What is expected: One number should be the full reply: how many lines of the material below contain "invalid".

(Supplied information Opens)

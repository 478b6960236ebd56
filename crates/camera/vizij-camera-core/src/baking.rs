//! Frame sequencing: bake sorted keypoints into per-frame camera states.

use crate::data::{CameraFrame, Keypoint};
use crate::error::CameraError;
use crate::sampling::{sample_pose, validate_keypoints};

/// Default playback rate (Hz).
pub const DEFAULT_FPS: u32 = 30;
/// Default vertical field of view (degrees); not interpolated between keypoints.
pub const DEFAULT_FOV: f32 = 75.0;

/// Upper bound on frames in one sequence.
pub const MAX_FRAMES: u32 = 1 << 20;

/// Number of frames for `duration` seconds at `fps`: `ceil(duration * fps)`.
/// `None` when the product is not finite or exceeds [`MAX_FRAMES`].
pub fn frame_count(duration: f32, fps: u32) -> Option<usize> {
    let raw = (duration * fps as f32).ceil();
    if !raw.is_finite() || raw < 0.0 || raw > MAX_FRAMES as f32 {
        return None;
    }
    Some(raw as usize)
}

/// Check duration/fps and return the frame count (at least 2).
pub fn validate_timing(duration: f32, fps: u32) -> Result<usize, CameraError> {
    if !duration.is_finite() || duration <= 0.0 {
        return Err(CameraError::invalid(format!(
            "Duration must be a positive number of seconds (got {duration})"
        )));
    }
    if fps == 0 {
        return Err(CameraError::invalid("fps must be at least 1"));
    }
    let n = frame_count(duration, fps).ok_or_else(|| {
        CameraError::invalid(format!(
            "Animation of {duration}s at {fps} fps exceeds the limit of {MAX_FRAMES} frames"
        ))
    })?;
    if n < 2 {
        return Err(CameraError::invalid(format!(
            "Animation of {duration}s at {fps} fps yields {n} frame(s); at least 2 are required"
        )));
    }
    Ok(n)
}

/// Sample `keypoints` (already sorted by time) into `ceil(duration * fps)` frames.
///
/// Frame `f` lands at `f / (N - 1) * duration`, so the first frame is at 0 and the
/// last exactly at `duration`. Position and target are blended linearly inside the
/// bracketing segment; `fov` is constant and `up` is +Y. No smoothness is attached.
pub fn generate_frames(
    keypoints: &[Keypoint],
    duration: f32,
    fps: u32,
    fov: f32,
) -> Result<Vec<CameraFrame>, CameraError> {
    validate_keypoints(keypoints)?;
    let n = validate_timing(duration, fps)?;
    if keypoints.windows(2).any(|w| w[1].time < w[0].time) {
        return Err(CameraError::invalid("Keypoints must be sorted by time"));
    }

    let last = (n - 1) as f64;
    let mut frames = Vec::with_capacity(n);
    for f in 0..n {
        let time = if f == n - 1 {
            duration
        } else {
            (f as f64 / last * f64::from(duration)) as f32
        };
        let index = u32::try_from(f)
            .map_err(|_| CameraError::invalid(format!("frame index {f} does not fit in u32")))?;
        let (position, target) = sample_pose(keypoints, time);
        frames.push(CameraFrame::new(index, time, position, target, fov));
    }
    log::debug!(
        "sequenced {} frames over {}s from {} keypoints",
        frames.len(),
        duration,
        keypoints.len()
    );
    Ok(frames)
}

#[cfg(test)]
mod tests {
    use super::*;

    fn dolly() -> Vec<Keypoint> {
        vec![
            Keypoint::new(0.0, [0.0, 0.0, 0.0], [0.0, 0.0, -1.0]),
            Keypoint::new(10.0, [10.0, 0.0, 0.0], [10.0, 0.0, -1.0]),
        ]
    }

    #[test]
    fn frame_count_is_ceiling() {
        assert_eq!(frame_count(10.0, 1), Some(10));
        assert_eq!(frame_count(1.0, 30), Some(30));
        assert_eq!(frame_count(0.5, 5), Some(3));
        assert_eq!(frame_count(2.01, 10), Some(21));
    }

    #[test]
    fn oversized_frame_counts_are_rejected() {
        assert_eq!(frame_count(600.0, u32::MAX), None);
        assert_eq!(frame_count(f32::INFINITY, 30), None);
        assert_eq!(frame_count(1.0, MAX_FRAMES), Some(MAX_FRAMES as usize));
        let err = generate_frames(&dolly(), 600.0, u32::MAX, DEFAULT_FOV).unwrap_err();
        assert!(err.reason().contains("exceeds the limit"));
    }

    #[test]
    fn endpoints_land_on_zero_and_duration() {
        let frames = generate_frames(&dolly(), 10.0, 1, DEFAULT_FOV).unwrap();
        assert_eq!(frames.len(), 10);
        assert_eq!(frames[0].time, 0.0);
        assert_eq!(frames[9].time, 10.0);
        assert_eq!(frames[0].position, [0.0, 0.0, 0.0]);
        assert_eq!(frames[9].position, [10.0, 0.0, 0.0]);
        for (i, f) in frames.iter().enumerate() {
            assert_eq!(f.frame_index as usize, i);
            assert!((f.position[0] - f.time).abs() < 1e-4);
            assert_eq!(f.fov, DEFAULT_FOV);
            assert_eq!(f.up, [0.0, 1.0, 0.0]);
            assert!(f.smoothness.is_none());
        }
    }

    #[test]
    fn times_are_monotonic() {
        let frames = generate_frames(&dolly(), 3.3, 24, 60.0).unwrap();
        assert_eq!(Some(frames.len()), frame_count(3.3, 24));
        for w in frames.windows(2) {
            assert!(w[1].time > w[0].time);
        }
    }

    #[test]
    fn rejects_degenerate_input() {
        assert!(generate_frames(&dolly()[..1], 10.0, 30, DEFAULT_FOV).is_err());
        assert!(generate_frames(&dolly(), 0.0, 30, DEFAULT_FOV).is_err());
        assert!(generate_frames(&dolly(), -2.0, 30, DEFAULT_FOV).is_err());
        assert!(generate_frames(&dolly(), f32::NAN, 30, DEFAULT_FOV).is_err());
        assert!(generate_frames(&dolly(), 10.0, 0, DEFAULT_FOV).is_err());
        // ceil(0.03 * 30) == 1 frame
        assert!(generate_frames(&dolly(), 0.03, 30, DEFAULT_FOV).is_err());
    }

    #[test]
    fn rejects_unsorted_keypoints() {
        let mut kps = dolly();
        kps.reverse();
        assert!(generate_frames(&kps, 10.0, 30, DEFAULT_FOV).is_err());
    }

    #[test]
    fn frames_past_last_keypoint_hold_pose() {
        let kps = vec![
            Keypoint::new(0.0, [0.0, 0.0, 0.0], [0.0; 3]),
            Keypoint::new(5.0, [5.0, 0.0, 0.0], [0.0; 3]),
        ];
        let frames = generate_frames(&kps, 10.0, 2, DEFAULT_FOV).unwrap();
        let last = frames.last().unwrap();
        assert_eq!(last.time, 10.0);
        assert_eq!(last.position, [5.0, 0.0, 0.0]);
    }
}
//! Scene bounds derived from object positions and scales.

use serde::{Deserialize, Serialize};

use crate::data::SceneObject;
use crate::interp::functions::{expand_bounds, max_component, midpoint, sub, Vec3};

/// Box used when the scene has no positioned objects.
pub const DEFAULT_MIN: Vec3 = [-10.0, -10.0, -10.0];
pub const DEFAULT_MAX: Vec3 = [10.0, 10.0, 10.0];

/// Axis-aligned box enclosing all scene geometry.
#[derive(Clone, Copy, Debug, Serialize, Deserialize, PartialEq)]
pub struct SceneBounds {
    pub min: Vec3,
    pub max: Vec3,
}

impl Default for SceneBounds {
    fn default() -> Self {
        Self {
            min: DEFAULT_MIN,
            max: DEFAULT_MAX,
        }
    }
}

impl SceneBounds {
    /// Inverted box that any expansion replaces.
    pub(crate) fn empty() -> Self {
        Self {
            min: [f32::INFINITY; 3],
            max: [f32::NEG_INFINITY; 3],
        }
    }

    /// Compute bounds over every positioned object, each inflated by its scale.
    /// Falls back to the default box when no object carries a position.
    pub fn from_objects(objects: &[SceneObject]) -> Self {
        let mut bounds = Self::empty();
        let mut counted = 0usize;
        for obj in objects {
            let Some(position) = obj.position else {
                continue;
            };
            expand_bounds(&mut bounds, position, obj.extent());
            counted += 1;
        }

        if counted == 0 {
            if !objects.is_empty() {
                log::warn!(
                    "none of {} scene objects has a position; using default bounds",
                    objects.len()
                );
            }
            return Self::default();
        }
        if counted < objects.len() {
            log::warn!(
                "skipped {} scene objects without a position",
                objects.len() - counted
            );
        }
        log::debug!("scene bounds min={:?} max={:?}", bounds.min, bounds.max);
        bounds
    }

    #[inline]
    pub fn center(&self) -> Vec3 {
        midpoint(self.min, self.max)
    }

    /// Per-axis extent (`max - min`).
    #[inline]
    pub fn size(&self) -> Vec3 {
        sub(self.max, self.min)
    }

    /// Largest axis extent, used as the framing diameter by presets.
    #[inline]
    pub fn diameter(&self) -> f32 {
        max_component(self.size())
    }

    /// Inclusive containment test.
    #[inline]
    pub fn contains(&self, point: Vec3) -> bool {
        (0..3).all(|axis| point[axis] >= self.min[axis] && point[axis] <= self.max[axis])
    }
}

(Supplied information Closes)

Answer box: 6